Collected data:
▽

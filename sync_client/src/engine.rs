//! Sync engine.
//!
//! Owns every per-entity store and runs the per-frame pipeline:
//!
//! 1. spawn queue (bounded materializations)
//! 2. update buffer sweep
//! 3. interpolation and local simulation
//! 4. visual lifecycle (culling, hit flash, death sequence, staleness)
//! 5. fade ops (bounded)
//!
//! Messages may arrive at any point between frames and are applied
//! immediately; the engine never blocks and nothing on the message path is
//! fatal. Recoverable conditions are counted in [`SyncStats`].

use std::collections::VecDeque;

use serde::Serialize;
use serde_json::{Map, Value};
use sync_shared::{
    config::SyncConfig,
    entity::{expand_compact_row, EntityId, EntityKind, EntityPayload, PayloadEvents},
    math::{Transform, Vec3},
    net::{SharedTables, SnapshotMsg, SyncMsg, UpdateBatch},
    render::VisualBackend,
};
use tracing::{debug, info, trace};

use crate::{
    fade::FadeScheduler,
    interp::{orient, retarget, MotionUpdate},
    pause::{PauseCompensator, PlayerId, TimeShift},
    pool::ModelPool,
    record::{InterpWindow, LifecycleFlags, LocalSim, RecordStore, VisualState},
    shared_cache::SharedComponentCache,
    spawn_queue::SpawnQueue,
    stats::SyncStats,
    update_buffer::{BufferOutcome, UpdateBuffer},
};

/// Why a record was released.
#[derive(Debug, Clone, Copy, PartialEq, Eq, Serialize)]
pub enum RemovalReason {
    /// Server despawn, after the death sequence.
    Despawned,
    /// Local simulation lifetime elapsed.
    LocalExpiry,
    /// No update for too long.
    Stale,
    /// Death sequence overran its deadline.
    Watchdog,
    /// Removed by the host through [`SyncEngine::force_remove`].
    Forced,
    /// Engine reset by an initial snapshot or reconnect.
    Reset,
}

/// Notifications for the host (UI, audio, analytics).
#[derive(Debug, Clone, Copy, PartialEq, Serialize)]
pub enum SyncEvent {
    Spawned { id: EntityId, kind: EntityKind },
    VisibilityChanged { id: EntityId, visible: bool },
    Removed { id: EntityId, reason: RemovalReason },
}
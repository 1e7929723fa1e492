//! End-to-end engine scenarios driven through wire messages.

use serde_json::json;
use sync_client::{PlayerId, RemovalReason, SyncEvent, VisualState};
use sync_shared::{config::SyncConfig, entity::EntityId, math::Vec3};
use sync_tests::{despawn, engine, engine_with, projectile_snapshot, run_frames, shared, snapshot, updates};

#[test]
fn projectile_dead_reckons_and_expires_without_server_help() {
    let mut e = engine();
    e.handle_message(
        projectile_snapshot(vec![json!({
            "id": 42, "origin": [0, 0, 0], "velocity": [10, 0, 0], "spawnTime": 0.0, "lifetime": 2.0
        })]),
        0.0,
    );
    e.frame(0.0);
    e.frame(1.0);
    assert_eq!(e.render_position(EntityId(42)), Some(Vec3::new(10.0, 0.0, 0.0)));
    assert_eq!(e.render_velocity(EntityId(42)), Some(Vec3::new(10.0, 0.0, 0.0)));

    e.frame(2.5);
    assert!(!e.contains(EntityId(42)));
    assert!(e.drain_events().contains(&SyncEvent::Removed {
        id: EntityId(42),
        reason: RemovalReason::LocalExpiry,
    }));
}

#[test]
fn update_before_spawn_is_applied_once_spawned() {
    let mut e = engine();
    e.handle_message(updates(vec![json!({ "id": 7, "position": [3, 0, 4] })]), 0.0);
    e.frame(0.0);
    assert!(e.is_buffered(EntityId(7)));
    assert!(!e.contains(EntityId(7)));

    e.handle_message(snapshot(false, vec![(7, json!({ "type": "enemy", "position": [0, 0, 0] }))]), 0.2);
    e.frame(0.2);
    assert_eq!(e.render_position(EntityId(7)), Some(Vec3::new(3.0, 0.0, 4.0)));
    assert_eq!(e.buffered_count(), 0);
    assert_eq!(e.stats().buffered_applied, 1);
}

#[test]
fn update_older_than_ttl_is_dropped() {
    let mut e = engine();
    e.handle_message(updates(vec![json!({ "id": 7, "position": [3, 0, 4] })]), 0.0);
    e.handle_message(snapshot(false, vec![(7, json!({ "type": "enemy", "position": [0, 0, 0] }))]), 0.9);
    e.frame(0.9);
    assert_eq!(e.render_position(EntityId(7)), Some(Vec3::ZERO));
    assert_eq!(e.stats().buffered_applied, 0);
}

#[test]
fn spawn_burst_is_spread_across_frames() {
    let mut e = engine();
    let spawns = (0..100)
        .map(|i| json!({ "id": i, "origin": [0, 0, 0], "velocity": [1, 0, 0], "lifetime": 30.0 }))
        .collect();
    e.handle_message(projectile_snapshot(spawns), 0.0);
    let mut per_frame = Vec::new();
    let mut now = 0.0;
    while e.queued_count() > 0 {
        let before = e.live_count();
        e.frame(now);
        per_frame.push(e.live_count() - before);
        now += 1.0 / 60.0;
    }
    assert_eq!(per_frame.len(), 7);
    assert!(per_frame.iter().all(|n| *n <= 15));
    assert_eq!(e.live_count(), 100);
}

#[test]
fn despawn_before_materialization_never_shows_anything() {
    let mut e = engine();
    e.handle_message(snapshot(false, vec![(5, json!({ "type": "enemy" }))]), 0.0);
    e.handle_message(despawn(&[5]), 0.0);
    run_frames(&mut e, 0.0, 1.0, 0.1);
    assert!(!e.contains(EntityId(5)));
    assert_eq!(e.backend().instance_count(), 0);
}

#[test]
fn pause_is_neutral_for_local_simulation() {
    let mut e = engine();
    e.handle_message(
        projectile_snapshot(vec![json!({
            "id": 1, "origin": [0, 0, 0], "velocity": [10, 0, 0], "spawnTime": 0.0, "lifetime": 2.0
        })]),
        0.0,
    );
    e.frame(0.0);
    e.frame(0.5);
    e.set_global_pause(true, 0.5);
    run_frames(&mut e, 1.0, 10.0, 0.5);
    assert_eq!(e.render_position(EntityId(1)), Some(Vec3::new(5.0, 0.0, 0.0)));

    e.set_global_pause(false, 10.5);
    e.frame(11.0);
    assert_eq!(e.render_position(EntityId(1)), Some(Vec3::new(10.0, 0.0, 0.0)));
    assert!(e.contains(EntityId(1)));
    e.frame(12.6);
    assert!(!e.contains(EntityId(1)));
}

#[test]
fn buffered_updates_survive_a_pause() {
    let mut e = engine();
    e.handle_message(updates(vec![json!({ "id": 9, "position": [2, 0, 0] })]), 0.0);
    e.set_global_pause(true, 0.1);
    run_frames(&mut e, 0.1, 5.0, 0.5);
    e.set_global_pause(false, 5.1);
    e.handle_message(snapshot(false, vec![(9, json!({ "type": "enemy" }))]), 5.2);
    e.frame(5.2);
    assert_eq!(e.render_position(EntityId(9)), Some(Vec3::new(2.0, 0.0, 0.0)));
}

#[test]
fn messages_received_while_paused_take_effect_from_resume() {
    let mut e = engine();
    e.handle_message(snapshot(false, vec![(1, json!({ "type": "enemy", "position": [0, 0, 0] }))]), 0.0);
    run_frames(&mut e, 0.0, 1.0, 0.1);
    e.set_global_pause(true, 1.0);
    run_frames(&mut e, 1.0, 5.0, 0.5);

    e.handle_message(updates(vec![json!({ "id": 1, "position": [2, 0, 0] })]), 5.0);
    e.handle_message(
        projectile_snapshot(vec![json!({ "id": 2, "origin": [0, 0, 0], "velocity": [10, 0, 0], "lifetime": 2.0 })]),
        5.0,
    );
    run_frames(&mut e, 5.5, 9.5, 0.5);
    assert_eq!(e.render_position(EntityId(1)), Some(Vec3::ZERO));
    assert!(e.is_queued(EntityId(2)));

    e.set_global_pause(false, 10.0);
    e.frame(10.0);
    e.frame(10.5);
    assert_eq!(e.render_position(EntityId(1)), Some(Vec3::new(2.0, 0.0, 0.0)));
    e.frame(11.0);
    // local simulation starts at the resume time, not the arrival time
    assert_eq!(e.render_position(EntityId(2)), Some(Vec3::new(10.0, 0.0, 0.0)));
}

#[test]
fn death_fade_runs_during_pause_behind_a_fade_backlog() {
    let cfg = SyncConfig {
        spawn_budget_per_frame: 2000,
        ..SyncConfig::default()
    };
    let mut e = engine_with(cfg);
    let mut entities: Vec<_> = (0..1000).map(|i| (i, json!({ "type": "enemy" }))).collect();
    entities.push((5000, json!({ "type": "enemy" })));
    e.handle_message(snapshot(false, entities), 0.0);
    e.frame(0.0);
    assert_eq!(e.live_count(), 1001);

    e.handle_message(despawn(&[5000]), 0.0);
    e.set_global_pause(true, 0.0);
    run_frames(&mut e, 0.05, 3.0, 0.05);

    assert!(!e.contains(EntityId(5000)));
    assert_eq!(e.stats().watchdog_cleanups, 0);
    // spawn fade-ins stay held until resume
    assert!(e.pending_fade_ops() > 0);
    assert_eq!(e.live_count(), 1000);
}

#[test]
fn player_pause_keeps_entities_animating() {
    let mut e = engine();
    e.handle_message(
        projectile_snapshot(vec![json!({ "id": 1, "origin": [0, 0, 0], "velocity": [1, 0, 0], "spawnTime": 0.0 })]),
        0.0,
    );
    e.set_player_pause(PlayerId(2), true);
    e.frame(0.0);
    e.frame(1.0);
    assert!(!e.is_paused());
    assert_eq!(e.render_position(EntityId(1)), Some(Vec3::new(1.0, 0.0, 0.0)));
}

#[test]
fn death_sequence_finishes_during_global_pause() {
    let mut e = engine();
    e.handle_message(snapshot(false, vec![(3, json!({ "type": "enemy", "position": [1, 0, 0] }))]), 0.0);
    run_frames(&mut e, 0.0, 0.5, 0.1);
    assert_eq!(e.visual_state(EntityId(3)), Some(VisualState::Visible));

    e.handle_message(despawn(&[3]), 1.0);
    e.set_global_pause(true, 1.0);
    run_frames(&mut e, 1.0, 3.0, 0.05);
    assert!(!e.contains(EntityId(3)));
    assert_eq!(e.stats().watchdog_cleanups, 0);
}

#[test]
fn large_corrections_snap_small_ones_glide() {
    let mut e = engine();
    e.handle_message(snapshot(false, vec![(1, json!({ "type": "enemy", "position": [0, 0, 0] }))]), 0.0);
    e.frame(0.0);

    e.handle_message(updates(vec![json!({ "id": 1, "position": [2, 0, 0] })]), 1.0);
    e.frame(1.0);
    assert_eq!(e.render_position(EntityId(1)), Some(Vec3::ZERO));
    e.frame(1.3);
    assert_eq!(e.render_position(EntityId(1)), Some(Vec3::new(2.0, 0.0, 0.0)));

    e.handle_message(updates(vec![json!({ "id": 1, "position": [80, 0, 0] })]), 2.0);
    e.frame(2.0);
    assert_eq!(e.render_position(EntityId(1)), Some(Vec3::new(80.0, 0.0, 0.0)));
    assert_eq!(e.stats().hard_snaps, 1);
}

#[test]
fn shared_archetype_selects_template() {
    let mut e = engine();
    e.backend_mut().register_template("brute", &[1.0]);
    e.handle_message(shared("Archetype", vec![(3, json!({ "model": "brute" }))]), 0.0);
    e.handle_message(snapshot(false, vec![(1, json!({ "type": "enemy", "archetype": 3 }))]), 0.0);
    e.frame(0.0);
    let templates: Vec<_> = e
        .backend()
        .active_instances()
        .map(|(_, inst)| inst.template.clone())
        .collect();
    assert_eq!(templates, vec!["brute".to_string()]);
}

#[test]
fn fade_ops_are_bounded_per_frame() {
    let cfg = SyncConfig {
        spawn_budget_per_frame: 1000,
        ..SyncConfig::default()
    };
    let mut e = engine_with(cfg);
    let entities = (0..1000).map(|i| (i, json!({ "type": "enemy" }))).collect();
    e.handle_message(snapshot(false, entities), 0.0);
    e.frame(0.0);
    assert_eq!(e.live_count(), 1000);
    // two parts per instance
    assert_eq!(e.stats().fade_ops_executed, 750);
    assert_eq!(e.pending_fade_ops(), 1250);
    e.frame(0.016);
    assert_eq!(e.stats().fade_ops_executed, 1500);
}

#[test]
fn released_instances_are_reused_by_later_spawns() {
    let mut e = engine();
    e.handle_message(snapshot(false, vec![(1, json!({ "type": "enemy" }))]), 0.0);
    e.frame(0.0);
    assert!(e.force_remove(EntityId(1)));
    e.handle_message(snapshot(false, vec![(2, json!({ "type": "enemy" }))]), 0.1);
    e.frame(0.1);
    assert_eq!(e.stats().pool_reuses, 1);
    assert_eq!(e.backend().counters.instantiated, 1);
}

△
▽

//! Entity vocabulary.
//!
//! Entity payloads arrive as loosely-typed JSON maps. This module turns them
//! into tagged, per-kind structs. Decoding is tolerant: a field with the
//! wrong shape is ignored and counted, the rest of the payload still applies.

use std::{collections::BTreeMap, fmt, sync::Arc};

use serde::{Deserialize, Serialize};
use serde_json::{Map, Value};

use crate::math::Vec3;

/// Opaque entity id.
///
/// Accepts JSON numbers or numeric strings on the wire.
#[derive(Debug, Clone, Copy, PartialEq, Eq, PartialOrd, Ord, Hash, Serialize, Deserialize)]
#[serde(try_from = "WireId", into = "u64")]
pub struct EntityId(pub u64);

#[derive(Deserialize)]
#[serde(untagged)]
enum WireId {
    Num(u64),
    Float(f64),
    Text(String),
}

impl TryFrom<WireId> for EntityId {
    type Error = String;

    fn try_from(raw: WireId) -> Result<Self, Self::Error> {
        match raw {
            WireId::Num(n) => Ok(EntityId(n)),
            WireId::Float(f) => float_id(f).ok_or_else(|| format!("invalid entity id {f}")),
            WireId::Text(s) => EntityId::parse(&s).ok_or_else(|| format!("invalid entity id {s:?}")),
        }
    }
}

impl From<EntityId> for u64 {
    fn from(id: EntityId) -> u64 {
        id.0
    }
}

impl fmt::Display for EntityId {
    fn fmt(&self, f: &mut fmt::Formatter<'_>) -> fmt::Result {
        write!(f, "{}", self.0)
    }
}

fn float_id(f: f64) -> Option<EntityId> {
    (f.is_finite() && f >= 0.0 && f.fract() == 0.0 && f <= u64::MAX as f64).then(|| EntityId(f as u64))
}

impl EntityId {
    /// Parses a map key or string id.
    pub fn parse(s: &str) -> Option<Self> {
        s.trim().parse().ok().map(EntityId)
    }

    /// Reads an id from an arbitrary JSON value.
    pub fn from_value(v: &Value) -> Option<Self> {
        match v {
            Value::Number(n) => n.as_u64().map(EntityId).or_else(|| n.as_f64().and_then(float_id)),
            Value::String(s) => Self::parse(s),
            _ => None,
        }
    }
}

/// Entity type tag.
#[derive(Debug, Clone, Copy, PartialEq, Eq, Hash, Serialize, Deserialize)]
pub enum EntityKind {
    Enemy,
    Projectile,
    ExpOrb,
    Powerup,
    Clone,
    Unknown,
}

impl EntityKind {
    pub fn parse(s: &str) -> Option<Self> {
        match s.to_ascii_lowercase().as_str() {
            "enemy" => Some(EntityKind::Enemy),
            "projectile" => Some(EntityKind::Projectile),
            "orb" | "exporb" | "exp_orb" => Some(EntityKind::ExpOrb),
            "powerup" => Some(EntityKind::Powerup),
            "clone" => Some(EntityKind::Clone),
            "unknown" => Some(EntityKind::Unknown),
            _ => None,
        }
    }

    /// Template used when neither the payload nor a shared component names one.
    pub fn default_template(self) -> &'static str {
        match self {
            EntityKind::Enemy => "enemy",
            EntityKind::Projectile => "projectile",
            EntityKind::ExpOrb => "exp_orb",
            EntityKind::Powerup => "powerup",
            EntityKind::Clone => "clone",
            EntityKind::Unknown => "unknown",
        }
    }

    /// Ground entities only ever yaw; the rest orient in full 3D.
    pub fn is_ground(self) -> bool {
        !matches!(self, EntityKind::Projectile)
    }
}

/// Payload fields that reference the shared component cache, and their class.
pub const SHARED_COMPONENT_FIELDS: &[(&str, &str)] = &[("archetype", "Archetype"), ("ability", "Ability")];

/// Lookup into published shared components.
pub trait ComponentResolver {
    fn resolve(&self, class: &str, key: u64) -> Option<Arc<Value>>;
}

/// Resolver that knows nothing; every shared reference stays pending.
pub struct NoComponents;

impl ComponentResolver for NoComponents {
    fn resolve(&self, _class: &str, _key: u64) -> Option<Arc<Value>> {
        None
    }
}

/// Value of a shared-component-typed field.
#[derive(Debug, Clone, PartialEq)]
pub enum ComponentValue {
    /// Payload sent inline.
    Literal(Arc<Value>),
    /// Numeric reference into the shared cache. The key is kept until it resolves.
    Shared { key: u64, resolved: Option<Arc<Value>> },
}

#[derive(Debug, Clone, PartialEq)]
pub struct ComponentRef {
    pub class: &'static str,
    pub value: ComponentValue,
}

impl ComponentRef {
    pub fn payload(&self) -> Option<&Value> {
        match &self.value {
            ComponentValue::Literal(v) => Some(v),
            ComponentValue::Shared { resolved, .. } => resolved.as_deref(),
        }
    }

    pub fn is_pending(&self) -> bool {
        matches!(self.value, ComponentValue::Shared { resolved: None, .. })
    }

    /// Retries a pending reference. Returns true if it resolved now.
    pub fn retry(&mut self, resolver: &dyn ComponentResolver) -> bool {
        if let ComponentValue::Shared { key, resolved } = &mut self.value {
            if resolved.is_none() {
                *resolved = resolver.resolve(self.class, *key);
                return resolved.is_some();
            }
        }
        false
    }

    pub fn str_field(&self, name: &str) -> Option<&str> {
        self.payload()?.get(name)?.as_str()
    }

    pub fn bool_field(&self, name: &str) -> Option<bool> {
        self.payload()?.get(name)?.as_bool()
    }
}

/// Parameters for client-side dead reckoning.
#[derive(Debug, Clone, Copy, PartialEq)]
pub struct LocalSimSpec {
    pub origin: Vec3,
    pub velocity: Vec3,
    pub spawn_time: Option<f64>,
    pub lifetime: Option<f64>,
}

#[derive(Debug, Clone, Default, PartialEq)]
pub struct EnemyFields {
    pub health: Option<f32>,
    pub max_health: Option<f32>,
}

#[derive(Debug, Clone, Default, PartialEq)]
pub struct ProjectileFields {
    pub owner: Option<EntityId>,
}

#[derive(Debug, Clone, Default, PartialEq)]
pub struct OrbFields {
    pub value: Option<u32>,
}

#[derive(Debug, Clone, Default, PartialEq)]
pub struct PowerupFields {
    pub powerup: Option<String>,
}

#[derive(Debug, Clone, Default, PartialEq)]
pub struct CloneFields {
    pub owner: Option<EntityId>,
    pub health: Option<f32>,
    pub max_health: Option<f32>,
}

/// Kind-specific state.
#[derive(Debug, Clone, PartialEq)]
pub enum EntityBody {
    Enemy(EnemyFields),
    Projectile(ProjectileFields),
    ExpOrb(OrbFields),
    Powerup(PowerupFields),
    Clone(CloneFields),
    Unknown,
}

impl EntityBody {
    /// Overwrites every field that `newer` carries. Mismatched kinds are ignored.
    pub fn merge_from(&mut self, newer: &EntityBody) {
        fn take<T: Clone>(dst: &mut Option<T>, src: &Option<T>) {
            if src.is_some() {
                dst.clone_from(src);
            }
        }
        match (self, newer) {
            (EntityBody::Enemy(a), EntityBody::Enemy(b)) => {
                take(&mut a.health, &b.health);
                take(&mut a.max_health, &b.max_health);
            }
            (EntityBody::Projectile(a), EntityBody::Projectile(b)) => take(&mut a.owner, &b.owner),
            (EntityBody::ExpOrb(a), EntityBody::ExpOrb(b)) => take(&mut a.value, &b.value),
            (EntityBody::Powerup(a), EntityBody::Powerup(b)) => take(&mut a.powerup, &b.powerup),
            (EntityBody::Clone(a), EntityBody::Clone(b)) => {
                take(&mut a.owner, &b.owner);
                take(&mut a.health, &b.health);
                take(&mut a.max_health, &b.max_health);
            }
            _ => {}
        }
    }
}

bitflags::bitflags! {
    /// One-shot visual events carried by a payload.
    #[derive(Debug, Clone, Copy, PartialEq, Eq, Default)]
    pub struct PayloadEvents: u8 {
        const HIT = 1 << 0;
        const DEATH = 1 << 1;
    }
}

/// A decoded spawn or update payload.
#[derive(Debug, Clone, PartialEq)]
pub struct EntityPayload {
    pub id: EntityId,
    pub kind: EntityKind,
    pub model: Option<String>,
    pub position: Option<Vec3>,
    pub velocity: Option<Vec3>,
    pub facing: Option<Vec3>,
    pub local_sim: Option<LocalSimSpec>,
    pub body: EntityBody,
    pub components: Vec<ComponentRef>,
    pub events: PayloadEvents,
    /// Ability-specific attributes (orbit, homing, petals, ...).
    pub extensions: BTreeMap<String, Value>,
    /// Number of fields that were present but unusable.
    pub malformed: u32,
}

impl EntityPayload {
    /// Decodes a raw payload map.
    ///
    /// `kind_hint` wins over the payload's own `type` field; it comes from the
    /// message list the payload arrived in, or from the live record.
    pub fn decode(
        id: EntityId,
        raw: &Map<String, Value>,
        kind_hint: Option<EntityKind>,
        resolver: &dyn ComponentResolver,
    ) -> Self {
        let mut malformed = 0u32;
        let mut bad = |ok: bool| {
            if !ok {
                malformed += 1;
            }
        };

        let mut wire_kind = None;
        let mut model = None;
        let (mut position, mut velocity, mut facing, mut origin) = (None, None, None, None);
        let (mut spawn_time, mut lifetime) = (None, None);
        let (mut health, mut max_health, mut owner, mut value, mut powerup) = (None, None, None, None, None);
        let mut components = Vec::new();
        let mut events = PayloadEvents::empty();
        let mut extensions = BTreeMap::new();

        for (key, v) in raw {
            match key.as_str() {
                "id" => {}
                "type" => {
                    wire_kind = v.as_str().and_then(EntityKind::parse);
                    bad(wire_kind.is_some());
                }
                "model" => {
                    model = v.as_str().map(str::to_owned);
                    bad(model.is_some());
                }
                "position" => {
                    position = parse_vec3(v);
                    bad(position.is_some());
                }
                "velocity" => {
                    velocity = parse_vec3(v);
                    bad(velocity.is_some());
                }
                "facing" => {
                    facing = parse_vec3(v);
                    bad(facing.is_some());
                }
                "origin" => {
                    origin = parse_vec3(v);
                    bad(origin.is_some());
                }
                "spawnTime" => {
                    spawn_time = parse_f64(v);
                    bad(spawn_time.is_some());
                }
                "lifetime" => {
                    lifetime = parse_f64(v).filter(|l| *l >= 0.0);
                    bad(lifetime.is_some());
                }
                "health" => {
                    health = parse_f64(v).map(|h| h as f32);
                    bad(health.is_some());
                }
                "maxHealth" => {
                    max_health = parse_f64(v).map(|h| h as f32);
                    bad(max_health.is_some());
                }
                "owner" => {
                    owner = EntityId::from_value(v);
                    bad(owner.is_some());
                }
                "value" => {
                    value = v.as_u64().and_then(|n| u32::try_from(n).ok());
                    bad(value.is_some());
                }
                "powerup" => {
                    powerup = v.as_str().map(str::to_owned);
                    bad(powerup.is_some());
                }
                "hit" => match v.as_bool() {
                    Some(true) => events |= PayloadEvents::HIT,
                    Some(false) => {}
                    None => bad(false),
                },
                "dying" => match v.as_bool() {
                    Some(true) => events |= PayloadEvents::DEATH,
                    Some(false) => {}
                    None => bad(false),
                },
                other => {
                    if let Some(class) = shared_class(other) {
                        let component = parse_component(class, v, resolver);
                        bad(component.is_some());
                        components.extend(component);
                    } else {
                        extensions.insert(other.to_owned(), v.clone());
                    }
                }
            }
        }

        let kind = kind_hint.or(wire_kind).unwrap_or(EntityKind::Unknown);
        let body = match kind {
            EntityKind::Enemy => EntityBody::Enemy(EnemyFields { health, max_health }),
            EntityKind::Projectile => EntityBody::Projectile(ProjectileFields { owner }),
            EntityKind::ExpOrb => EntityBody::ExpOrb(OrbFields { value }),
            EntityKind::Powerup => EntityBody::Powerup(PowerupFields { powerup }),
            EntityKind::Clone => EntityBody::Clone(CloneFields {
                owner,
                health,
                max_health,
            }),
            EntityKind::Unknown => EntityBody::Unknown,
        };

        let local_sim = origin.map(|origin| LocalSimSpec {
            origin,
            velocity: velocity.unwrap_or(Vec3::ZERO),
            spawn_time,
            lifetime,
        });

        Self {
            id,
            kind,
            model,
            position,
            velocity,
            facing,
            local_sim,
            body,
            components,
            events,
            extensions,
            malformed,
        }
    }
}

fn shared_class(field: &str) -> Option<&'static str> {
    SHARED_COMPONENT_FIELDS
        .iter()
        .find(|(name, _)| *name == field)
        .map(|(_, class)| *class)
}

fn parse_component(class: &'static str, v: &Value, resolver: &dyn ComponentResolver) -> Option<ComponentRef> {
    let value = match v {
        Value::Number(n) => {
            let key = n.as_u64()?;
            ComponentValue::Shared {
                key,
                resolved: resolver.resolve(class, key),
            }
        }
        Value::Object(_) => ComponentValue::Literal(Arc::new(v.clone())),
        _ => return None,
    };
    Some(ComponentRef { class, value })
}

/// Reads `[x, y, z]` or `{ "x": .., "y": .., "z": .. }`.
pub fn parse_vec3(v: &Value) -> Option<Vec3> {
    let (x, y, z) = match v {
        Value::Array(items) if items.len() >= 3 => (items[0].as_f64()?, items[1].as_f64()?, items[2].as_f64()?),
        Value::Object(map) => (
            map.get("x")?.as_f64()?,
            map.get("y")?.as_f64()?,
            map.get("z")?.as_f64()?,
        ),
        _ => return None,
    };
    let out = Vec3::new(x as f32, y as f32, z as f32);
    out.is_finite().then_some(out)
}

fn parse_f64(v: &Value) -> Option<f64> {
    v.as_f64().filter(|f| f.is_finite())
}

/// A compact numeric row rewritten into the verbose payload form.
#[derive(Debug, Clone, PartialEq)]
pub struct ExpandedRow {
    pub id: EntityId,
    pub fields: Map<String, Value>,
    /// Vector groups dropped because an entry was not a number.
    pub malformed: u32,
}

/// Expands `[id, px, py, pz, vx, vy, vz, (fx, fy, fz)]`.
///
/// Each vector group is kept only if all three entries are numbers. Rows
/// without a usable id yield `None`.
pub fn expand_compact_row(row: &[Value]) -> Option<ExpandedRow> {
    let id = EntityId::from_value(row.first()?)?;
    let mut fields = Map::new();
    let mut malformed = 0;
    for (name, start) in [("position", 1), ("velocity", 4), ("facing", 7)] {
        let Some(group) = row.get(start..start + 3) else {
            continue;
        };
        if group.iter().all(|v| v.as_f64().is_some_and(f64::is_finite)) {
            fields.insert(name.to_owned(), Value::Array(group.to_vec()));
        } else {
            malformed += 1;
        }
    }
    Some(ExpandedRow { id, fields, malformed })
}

△

INSTRUCTIONS FOR THE TASK: As you read the records above, find each line that contains "VisualState" and copy it.

RESULT OF THE TASK:
    record::{InterpWindow, LifecycleFlags, LocalSim, RecordStore, VisualState},
use sync_client::{PlayerId, RemovalReason, SyncEvent, VisualState};
    assert_eq!(e.visual_state(EntityId(3)), Some(VisualState::Visible));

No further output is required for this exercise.